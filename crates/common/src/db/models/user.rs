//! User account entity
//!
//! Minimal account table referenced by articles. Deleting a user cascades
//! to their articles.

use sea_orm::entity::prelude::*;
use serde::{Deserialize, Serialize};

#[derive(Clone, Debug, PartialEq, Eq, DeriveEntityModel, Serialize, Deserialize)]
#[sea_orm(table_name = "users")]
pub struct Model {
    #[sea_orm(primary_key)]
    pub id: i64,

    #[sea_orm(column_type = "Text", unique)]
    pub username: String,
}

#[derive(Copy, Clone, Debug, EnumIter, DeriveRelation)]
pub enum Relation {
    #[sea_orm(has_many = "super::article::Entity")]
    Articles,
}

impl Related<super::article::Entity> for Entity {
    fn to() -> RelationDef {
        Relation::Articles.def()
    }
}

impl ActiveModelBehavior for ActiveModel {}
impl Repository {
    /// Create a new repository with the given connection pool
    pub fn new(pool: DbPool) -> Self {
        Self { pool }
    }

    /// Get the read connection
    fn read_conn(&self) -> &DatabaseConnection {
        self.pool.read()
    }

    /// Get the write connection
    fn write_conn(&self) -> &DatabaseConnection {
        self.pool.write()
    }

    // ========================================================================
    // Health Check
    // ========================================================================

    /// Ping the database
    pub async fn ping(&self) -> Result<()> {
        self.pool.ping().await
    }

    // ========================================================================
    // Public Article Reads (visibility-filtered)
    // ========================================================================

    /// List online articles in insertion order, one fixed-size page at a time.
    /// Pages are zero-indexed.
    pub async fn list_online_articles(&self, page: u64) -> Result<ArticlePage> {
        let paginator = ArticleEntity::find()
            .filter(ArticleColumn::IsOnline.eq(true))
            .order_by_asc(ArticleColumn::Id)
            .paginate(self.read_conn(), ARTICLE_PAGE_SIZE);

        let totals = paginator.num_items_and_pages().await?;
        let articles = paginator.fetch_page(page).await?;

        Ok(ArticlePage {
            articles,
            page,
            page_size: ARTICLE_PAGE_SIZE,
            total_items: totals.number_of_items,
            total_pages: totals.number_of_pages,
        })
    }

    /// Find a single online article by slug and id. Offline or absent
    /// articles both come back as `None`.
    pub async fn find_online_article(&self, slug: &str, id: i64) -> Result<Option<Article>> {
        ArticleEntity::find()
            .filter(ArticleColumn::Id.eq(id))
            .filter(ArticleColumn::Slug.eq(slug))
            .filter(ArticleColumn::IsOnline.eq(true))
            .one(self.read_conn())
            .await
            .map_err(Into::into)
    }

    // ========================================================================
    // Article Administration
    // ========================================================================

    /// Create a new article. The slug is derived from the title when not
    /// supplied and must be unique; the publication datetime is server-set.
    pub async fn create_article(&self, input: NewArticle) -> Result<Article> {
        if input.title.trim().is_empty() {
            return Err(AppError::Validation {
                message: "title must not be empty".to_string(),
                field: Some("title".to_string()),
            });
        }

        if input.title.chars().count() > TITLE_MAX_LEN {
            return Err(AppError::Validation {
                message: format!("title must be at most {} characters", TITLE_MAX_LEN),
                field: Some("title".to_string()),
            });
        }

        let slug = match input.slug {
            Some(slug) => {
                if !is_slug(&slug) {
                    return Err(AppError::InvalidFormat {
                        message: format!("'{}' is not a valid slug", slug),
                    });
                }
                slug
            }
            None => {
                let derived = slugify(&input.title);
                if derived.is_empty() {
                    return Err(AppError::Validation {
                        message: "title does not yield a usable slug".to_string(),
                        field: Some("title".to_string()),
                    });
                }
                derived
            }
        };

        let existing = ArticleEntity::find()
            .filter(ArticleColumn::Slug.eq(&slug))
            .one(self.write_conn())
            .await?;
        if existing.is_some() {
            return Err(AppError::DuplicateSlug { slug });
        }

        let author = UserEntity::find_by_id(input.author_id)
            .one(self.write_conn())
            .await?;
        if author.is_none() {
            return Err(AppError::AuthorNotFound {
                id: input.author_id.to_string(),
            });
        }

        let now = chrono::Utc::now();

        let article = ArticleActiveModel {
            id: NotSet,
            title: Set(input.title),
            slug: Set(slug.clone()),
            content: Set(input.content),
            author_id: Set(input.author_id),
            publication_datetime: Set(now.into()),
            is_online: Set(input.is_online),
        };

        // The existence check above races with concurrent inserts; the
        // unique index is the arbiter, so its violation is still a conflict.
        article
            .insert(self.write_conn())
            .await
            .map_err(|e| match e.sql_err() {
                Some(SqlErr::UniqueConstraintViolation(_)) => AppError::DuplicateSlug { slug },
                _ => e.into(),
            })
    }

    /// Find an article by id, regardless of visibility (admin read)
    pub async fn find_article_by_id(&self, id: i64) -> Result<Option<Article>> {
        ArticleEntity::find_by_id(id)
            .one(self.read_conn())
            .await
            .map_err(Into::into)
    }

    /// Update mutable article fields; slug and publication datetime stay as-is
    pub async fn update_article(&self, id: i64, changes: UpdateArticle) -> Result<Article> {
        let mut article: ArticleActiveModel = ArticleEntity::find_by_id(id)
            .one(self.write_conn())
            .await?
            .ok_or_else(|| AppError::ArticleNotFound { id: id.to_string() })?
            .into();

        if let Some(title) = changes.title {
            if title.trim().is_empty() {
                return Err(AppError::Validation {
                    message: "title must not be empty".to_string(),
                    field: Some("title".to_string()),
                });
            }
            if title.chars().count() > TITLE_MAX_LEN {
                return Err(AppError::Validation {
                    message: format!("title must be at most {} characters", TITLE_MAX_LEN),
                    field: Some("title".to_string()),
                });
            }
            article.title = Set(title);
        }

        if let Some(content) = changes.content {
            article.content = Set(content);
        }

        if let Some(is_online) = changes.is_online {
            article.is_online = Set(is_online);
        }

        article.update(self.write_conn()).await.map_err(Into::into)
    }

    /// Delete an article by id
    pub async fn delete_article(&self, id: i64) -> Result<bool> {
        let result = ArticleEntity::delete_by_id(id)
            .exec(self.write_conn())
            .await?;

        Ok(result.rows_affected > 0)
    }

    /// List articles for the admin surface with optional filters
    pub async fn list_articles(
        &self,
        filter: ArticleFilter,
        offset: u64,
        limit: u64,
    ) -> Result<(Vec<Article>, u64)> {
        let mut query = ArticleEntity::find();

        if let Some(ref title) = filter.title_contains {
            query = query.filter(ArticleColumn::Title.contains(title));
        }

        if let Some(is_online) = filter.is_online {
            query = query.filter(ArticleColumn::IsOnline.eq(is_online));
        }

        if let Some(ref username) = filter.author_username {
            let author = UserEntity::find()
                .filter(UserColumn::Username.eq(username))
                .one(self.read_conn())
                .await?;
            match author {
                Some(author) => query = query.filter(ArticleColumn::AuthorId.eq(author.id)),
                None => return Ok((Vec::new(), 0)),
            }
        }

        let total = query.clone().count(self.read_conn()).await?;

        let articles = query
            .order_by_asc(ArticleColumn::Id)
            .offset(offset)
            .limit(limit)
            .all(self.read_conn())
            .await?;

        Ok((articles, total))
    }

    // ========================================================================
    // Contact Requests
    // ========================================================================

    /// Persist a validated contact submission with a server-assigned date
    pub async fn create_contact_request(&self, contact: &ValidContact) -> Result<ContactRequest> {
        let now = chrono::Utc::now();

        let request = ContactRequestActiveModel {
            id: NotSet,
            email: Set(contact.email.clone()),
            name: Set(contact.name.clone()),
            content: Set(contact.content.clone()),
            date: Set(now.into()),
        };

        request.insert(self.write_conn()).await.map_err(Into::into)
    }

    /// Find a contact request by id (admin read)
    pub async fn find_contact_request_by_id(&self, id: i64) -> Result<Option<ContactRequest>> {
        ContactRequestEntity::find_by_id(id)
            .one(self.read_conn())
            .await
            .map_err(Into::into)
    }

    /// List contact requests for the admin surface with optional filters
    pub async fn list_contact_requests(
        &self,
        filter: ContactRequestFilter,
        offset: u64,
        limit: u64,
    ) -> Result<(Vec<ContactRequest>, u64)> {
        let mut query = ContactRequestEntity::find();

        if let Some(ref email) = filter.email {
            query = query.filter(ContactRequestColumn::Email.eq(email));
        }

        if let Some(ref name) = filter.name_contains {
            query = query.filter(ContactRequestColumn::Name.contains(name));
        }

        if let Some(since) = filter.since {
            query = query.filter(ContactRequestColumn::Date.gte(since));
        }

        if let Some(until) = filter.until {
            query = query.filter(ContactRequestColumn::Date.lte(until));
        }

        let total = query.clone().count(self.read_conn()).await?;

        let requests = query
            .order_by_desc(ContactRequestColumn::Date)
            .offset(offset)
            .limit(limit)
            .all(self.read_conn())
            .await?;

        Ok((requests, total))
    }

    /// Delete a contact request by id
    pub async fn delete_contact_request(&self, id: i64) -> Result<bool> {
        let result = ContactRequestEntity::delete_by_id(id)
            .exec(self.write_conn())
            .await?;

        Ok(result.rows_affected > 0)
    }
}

- About this task -
Please copy exactly the lines from the first line of the records above through the line containing "pub struct Model", including both, and nothing more.

- Output of the task -
filename crates/common/src/db/models/user.rs
//! User account entity
//!
//! Minimal account table referenced by articles. Deleting a user cascades
//! to their articles.

use sea_orm::entity::prelude::*;
use serde::{Deserialize, Serialize};

#[derive(Clone, Debug, PartialEq, Eq, DeriveEntityModel, Serialize, Deserialize)]
#[sea_orm(table_name = "users")]
pub struct Model {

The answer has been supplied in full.